What you need to do is retype every entry exactly as written.
--- Data shown Enclosed Below ---
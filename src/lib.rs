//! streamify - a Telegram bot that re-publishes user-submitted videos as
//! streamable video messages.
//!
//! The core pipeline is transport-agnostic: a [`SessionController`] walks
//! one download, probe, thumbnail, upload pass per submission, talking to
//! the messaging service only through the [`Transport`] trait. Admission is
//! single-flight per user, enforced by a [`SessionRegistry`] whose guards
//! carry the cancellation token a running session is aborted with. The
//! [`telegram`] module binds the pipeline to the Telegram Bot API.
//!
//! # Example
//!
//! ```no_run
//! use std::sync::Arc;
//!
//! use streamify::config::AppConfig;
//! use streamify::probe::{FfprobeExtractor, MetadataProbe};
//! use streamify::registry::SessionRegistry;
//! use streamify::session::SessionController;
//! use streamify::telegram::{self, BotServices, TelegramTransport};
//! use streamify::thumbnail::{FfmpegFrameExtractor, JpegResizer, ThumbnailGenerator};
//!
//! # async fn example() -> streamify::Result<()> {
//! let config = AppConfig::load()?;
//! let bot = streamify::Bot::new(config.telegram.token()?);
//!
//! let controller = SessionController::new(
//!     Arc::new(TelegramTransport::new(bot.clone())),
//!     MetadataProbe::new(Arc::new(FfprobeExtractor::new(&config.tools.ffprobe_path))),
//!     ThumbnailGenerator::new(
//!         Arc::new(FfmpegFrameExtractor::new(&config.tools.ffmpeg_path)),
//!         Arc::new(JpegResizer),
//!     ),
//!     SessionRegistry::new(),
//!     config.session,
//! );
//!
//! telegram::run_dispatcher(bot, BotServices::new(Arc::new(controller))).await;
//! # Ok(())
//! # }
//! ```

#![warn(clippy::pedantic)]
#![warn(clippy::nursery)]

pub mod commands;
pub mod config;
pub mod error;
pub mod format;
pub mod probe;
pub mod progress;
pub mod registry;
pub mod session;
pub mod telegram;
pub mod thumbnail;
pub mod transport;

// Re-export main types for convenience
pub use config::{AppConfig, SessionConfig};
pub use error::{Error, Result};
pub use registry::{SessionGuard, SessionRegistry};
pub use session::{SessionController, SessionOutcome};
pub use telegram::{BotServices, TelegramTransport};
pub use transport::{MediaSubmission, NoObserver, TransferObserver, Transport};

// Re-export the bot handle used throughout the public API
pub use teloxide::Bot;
--- End of Enclosed Data shown ---
Result below:
filename src/lib.rs
//! streamify - a Telegram bot that re-publishes user-submitted videos as
//! streamable video messages.
//!
//! The core pipeline is transport-agnostic: a [`SessionController`] walks
//! one download, probe, thumbnail, upload pass per submission, talking to
//! the messaging service only through the [`Transport`] trait. Admission is
//! single-flight per user, enforced by a [`SessionRegistry`] whose guards
//! carry the cancellation token a running session is aborted with. The
//! [`telegram`] module binds the pipeline to the Telegram Bot API.
//!
//! # Example
//!
//! ```no_run
//! use std::sync::Arc;
//!
//! use streamify::config::AppConfig;
//! use streamify::probe::{FfprobeExtractor, MetadataProbe};
//! use streamify::registry::SessionRegistry;
//! use streamify::session::SessionController;
//! use streamify::telegram::{self, BotServices, TelegramTransport};
//! use streamify::thumbnail::{FfmpegFrameExtractor, JpegResizer, ThumbnailGenerator};
//!
//! # async fn example() -> streamify::Result<()> {
//! let config = AppConfig::load()?;
//! let bot = streamify::Bot::new(config.telegram.token()?);
//!
//! let controller = SessionController::new(
//!     Arc::new(TelegramTransport::new(bot.clone())),
//!     MetadataProbe::new(Arc::new(FfprobeExtractor::new(&config.tools.ffprobe_path))),
//!     ThumbnailGenerator::new(
//!         Arc::new(FfmpegFrameExtractor::new(&config.tools.ffmpeg_path)),
//!         Arc::new(JpegResizer),
//!     ),
//!     SessionRegistry::new(),
//!     config.session,
//! );
//!
//! telegram::run_dispatcher(bot, BotServices::new(Arc::new(controller))).await;
//! # Ok(())
//! # }
//! ```

#![warn(clippy::pedantic)]
#![warn(clippy::nursery)]

pub mod commands;
pub mod config;
pub mod error;
pub mod format;
pub mod probe;
pub mod progress;
pub mod registry;
pub mod session;
pub mod telegram;
pub mod thumbnail;
pub mod transport;

// Re-export main types for convenience
pub use config::{AppConfig, SessionConfig};
pub use error::{Error, Result};
pub use registry::{SessionGuard, SessionRegistry};
pub use session::{SessionController, SessionOutcome};
pub use telegram::{BotServices, TelegramTransport};
pub use transport::{MediaSubmission, NoObserver, TransferObserver, Transport};

// Re-export the bot handle used throughout the public API
pub use teloxide::Bot;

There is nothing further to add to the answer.